**WORK ORDER:** The answer must consist of every line from the data that holds the string "Parser".

═════ AVAILABLE DATA ═════

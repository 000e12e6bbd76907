use composer_engine::{Editor, EditorMode, FormatCommand, PreviewFormat, render};
use criterion::{Criterion, criterion_group, criterion_main};
mod common;

fn bench_editing(c: &mut Criterion) {
    let mut group = c.benchmark_group("editing");
    group.sample_size(10);

    let content = common::generate_message(50);

    group.bench_function("mode_round_trip", |b| {
        b.iter(|| {
            let mut editor = Editor::new(std::hint::black_box(&content));
            editor.switch_mode(EditorMode::Source);
            editor.switch_mode(EditorMode::Visual);
            std::hint::black_box(editor.get_content());
        });
    });

    group.bench_function("insert_at_cursor", |b| {
        let mut editor = Editor::new(&content);
        editor.select_visual_text(10..10);
        b.iter(|| {
            editor.insert_at_cursor(std::hint::black_box("{{resident.name}}"));
        });
    });

    group.bench_function("bold_selection", |b| {
        b.iter(|| {
            let mut editor = Editor::new(&content);
            editor.select_visual_text(0..200);
            editor.format(&FormatCommand::Bold);
            std::hint::black_box(editor.get_content());
        });
    });

    group.bench_function("render_preview", |b| {
        b.iter(|| {
            let output = render(std::hint::black_box(&content), PreviewFormat::Html);
            std::hint::black_box(output);
        });
    });

    group.finish();
}

criterion_group!(benches, bench_editing);
criterion_main!(benches);
//! # Merge Tags
//!
//! Placeholder tokens such as `{{resident.first_name}}` that authors insert
//! into a message and that get replaced with recipient data before preview
//! or send.
//!
//! - **`model`**: `MergeTag` and `MergeTagGroup`, as delivered by a templating service
//! - **`catalog`**: the loaded group list with search and category filtering
//! - **`picker`**: dialog state for browsing the catalog and inserting a tag
//! - **`scan`**: token grammar and `find_merge_tags`
//! - **`resolver`**: pure, idempotent substitution against a JSON data context
//! - **`defaults`**: the built-in catalog

pub mod catalog;
pub mod defaults;
pub mod model;
pub mod picker;
pub mod resolver;
pub mod scan;

pub use catalog::{
    ALL_CATEGORIES, CatalogError, FileCatalogSource, MergeTagCatalog, MergeTagSource,
    StaticCatalogSource, load_groups_from_path,
};
pub use defaults::{default_catalog, default_groups};
pub use model::{MergeTag, MergeTagGroup};
pub use picker::TagPicker;
pub use resolver::{ResolveOptions, ResolvedContent, lookup, resolve, resolve_with};
pub use scan::{TagMatch, find_merge_tags, token_path};
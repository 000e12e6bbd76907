use anyhow::{Context, Result};
use clap::{Parser, Subcommand, ValueEnum};
use composer_config::Config;
use composer_engine::merge_tags::{
    ALL_CATEGORIES, default_catalog, find_merge_tags, load_groups_from_path, resolve_with,
    token_path,
};
use composer_engine::{Editor, EditorMode, MergeTagCatalog, PreviewFormat, TextRange};
use serde_json::Value;
use std::path::{Path, PathBuf};
use std::process;

/// Preview message templates and browse the merge tags they can use
#[derive(Parser, Debug)]
#[command(name = "template-composer", version, about, long_about = None)]
struct Cli {
    /// Config file to use instead of the default location
    #[arg(long, global = true, value_name = "PATH")]
    config: Option<PathBuf>,

    /// Merge-tag catalog (JSON), overriding the configured one
    #[arg(long, global = true, value_name = "PATH")]
    catalog: Option<PathBuf>,

    #[command(subcommand)]
    command: Command,
}

#[derive(Subcommand, Debug)]
enum Command {
    /// Resolve a template against a data context and render the preview
    Preview {
        #[arg(value_name = "FILE")]
        file: PathBuf,

        /// JSON data context
        #[arg(long, value_name = "PATH", conflicts_with = "example_data")]
        context: Option<PathBuf>,

        /// Fill tags with the catalog's example values
        #[arg(long)]
        example_data: bool,

        #[arg(long, value_enum)]
        format: Option<FormatArg>,

        /// Emit a sandboxed <iframe> instead of a bare document
        #[arg(long)]
        iframe: bool,
    },

    /// List merge tags, optionally searched or filtered by category
    Tags {
        #[arg(short, long, conflicts_with = "category")]
        search: Option<String>,

        #[arg(short, long)]
        category: Option<String>,

        /// Print the groups as JSON
        #[arg(long)]
        json: bool,
    },

    /// Report tags the catalog does not offer and tags left unresolved
    Check {
        #[arg(value_name = "FILE")]
        file: PathBuf,

        #[arg(long, value_name = "PATH")]
        context: Option<PathBuf>,
    },

    /// Print the template as the visual editor stores it
    Normalize {
        #[arg(value_name = "FILE")]
        file: PathBuf,
    },

    /// Insert a merge tag into a template and print the result
    Insert {
        #[arg(value_name = "FILE")]
        file: PathBuf,

        /// Tag path or token, e.g. `resident.name` or `{{resident.name}}`
        #[arg(value_name = "TAG")]
        tag: String,

        /// Character offset in the markup; appends when omitted
        #[arg(long, value_name = "N")]
        at: Option<usize>,
    },
}

#[derive(Clone, Copy, Debug, ValueEnum)]
enum FormatArg {
    Html,
    Plain,
}

impl From<FormatArg> for PreviewFormat {
    fn from(arg: FormatArg) -> Self {
        match arg {
            FormatArg::Html => PreviewFormat::Html,
            FormatArg::Plain => PreviewFormat::Plain,
        }
    }
}

fn main() -> Result<()> {
    env_logger::Builder::from_default_env()
        .filter_level(log::LevelFilter::Info)
        .init();

    let cli = Cli::parse();
    let config = load_config(cli.config.as_deref())?;
    let catalog = load_catalog(cli.catalog.as_deref(), &config)?;

    match cli.command {
        Command::Preview {
            file,
            context,
            example_data,
            format,
            iframe,
        } => {
            let content = read_template(&file)?;
            let context = match context {
                Some(path) => read_context(&path)?,
                None if example_data => catalog.example_context(),
                None => Value::Null,
            };
            let format = format.map_or(config.preview.format, PreviewFormat::from);
            print!("{}", preview(&config, &content, &context, format, iframe));
        }
        Command::Tags {
            search,
            category,
            json,
        } => {
            let groups = match (search, category) {
                (Some(query), _) => catalog.search(&query),
                (None, Some(category)) => catalog.filter_by_category(&category),
                (None, None) => catalog.filter_by_category(ALL_CATEGORIES),
            };
            if json {
                println!("{}", serde_json::to_string_pretty(&groups)?);
            } else if groups.is_empty() {
                println!("No merge tags found");
            } else {
                for group in &groups {
                    println!("{} ({})", group.name, group.category);
                    for tag in &group.tags {
                        println!("  {:<32} {}", tag.tag, tag.name);
                    }
                }
            }
        }
        Command::Check { file, context } => {
            let content = read_template(&file)?;
            let context = match context {
                Some(path) => read_context(&path)?,
                None => catalog.example_context(),
            };
            let report = check(&catalog, &content, &context);
            for line in &report {
                println!("{line}");
            }
            if !report.is_empty() {
                process::exit(1);
            }
            println!("All {} tags resolve", find_merge_tags(&content).len());
        }
        Command::Normalize { file } => {
            let content = read_template(&file)?;
            let mut editor = Editor::with_mode(&content, config.editor.initial_mode);
            editor.switch_mode(EditorMode::Visual);
            println!("{}", editor.get_content());
        }
        Command::Insert { file, tag, at } => {
            let content = read_template(&file)?;
            let token = as_token(&tag);
            if catalog.find_by_tag(&token).is_none() {
                log::warn!("{token} is not in the merge tag catalog");
            }
            println!("{}", insert_tag(&content, &token, at));
        }
    }

    Ok(())
}

fn load_config(path: Option<&Path>) -> Result<Config> {
    let config_path = path.map_or_else(Config::config_path, Path::to_path_buf);
    log::debug!("Config path: {}", config_path.display());
    let config = Config::load_from_path(&config_path)
        .with_context(|| format!("Failed to load config file '{}'", config_path.display()))?;
    Ok(config.unwrap_or_default())
}

fn load_catalog(path: Option<&Path>, config: &Config) -> Result<MergeTagCatalog> {
    let Some(path) = path.or(config.catalog_path.as_deref()) else {
        return Ok(default_catalog());
    };
    let groups = load_groups_from_path(path)
        .with_context(|| format!("Failed to load merge tag catalog '{}'", path.display()))?;
    log::info!("Loaded {} merge tag groups from {}", groups.len(), path.display());
    Ok(MergeTagCatalog::from_groups(groups))
}

fn read_template(path: &Path) -> Result<String> {
    std::fs::read_to_string(path)
        .with_context(|| format!("Failed to read template '{}'", path.display()))
}

fn read_context(path: &Path) -> Result<Value> {
    let raw = std::fs::read_to_string(path)
        .with_context(|| format!("Failed to read data context '{}'", path.display()))?;
    serde_json::from_str(&raw)
        .with_context(|| format!("Data context '{}' is not valid JSON", path.display()))
}

fn preview(
    config: &Config,
    content: &str,
    context: &Value,
    format: PreviewFormat,
    iframe: bool,
) -> String {
    let mut options = config.resolve_options();
    options.escape_html |= format == PreviewFormat::Html;
    let resolved = resolve_with(content, context, options);
    for tag in &resolved.unresolved_tags {
        log::warn!("unresolved merge tag {tag}");
    }

    let output = config.preview_pipeline().render(&resolved.text, format);
    if iframe {
        output.to_iframe()
    } else {
        output.to_document()
    }
}

fn check(catalog: &MergeTagCatalog, content: &str, context: &Value) -> Vec<String> {
    let mut report: Vec<String> = catalog
        .unknown_tags(content)
        .into_iter()
        .map(|tag| format!("unknown: {tag}"))
        .collect();
    let resolved = resolve_with(content, context, Default::default());
    report.extend(
        resolved
            .unresolved_tags
            .into_iter()
            .map(|tag| format!("unresolved: {tag}")),
    );
    report
}

/// `resident.name` becomes `{{resident.name}}`; tokens pass through.
fn as_token(tag: &str) -> String {
    let tag = tag.trim();
    if token_path(tag).is_some() {
        tag.to_string()
    } else {
        format!("{{{{{tag}}}}}")
    }
}

fn insert_tag(content: &str, token: &str, at: Option<usize>) -> String {
    let mut editor = Editor::with_mode(content, EditorMode::Source);
    if let Some(offset) = at {
        editor.select_source(TextRange::caret(offset));
    }
    editor.insert_at_cursor(token);
    editor.get_content()
}

#[cfg(test)]
mod tests {
    use super::*;
    use pretty_assertions::assert_eq;
    use serde_json::json;
    use tempfile::TempDir;

    #[test]
    fn test_as_token() {
        assert_eq!(as_token("resident.name"), "{{resident.name}}");
        assert_eq!(as_token(" {{ resident.name }} "), "{{ resident.name }}");
    }

    #[test]
    fn test_insert_tag_at_offset_and_end() {
        assert_eq!(
            insert_tag("<p>Dear ,</p>", "{{resident.first_name}}", Some(8)),
            "<p>Dear {{resident.first_name}},</p>"
        );
        assert_eq!(insert_tag("AB", "{{date.today}}", None), "AB{{date.today}}");
    }

    #[test]
    fn test_check_reports_unknown_and_unresolved() {
        let catalog = default_catalog();
        let report = check(
            &catalog,
            "{{resident.name}} {{pool.hours}}",
            &json!({ "resident": { "name": "Ann" } }),
        );
        assert_eq!(report, vec!["unknown: {{pool.hours}}", "unresolved: {{pool.hours}}"]);
    }

    #[test]
    fn test_preview_escapes_values_for_html() {
        let config = Config::default();
        let document = preview(
            &config,
            "<p>{{resident.name}}</p>",
            &json!({ "resident": { "name": "<b>Ann</b>" } }),
            PreviewFormat::Html,
            false,
        );
        assert!(document.contains("<p>&lt;b&gt;Ann&lt;/b&gt;</p>"));
    }

    #[test]
    fn test_empty_template_previews_placeholder() {
        let mut config = Config::default();
        config.preview.placeholder = "Nothing here".to_string();
        let document = preview(&config, "  ", &Value::Null, PreviewFormat::Plain, false);
        assert!(document.contains("Nothing here"));
    }

    #[test]
    fn test_catalog_from_config_path() {
        let temp_dir = TempDir::new().unwrap();
        let catalog_file = temp_dir.path().join("tags.json");
        std::fs::write(
            &catalog_file,
            r#"[{"category":"pool","name":"Pool","tags":[{"id":"p1","tag":"{{pool.hours}}","name":"Pool Hours","category":"pool"}]}]"#,
        )
        .unwrap();
        let config = Config {
            catalog_path: Some(catalog_file),
            ..Config::default()
        };

        let catalog = load_catalog(None, &config).unwrap();
        assert!(catalog.find_by_tag("{{pool.hours}}").is_some());
        assert!(load_catalog(Some(Path::new("/nonexistent/tags.json")), &config).is_err());
    }
}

═════

**ANSWER BOX:**
use clap::{Parser, Subcommand, ValueEnum};
#[derive(Parser, Debug)]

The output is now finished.